What is expected:
In the entries below, the word "plus" appears on some lines. Copy each of those lines.

Source material:
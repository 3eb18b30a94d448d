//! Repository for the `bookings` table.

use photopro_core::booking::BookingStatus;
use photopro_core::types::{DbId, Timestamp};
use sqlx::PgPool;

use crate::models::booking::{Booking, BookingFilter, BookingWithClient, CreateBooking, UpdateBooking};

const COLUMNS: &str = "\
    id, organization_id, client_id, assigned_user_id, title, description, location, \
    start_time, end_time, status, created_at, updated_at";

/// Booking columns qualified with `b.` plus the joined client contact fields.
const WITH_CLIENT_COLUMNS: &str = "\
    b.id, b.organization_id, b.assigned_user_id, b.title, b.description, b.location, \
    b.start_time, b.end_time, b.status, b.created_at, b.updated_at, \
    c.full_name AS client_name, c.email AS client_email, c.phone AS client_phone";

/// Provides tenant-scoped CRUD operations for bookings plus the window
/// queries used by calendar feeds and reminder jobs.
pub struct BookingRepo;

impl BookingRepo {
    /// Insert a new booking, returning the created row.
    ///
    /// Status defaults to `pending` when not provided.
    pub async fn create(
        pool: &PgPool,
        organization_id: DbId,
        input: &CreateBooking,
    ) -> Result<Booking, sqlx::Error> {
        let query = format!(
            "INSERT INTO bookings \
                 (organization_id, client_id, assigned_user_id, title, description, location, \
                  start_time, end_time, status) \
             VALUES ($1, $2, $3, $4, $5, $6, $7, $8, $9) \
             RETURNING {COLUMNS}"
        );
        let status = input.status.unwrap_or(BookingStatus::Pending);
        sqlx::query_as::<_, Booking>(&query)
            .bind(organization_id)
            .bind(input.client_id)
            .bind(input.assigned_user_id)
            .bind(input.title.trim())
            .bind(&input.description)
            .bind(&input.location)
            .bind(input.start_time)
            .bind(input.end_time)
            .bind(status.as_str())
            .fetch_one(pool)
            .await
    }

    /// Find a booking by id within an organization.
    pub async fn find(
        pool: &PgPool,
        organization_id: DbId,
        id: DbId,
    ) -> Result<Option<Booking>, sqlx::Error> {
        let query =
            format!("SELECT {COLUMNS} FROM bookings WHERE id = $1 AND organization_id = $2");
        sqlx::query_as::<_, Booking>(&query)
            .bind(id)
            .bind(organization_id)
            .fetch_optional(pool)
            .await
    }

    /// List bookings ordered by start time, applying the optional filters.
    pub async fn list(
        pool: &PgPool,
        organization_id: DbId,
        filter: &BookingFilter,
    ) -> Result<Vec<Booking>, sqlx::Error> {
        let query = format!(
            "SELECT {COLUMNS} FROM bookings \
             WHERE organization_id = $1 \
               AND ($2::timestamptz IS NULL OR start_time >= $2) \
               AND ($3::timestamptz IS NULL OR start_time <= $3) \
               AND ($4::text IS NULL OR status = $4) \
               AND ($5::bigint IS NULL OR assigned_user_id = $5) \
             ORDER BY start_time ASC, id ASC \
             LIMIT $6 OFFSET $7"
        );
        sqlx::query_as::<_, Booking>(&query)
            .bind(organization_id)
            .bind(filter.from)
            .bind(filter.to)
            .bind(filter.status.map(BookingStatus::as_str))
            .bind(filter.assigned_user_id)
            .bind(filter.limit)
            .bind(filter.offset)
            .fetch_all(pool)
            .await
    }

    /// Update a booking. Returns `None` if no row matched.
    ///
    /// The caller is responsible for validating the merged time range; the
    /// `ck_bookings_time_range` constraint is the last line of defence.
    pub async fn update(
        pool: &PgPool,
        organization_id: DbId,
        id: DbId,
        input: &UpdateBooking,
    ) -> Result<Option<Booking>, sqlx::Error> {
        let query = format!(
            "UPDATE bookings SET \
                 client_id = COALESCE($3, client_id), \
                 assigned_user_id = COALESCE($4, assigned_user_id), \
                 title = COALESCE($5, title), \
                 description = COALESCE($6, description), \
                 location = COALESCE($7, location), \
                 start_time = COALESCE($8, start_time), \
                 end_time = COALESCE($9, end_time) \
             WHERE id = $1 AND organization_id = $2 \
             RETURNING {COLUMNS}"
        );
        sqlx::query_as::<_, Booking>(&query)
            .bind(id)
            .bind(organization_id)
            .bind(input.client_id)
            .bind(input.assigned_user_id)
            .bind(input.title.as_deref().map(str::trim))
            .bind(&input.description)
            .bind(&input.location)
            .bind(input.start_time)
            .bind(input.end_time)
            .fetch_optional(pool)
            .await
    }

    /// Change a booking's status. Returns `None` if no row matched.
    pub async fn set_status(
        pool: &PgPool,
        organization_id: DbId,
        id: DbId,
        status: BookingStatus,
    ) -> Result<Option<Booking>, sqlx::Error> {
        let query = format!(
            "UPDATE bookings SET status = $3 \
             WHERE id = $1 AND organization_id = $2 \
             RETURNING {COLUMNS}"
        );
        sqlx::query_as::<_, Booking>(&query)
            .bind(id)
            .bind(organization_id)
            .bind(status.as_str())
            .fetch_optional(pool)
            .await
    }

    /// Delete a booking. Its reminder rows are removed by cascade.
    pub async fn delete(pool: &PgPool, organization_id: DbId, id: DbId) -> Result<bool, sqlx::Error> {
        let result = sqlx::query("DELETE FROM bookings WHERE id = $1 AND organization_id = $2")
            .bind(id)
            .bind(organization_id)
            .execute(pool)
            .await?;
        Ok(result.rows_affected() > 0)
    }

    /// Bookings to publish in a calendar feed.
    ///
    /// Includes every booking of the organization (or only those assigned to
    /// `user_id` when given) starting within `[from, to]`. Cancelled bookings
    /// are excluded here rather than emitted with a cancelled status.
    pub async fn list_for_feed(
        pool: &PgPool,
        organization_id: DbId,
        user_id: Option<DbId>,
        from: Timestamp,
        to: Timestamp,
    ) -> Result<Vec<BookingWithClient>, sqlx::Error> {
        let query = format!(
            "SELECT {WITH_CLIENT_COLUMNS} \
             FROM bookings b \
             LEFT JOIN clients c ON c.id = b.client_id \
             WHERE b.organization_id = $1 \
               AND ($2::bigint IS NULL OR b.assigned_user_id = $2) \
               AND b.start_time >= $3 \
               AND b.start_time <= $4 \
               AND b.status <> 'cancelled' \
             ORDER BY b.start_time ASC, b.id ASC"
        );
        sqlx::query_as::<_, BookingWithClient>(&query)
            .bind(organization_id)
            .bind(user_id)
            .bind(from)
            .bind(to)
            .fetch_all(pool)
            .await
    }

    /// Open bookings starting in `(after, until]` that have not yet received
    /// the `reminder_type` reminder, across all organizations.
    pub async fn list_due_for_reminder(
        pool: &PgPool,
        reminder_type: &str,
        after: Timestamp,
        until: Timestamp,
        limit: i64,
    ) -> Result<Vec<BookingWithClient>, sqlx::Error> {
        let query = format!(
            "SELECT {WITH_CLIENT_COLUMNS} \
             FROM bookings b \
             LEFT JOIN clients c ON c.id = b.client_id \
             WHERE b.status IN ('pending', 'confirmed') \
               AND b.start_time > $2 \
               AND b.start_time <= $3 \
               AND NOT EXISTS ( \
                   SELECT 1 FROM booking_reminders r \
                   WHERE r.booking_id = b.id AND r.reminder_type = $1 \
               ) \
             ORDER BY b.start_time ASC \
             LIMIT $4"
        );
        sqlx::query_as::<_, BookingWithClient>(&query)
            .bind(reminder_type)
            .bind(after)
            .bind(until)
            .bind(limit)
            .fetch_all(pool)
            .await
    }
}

---

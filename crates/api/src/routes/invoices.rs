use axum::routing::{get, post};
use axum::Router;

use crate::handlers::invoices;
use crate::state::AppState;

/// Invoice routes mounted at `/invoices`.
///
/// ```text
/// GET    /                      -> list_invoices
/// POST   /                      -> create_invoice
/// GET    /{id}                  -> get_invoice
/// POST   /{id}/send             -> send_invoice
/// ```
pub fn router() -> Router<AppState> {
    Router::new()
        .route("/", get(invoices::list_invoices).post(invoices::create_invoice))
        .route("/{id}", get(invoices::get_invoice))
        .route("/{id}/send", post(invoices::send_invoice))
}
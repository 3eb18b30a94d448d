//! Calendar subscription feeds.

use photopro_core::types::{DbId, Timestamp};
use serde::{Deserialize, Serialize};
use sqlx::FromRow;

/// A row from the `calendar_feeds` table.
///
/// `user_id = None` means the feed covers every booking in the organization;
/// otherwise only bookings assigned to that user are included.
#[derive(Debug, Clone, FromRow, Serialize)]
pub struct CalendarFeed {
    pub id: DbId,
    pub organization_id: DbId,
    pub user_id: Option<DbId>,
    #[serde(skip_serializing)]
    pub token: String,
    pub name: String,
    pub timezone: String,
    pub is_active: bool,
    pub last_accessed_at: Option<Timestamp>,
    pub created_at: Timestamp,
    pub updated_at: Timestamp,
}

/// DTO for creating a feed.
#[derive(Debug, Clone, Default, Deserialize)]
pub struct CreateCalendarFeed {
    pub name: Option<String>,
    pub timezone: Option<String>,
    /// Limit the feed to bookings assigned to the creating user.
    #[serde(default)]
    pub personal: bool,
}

Exercise solution:
/// Booking columns qualified with `b.` plus the joined client contact fields.
/// Provides tenant-scoped CRUD operations for bookings plus the window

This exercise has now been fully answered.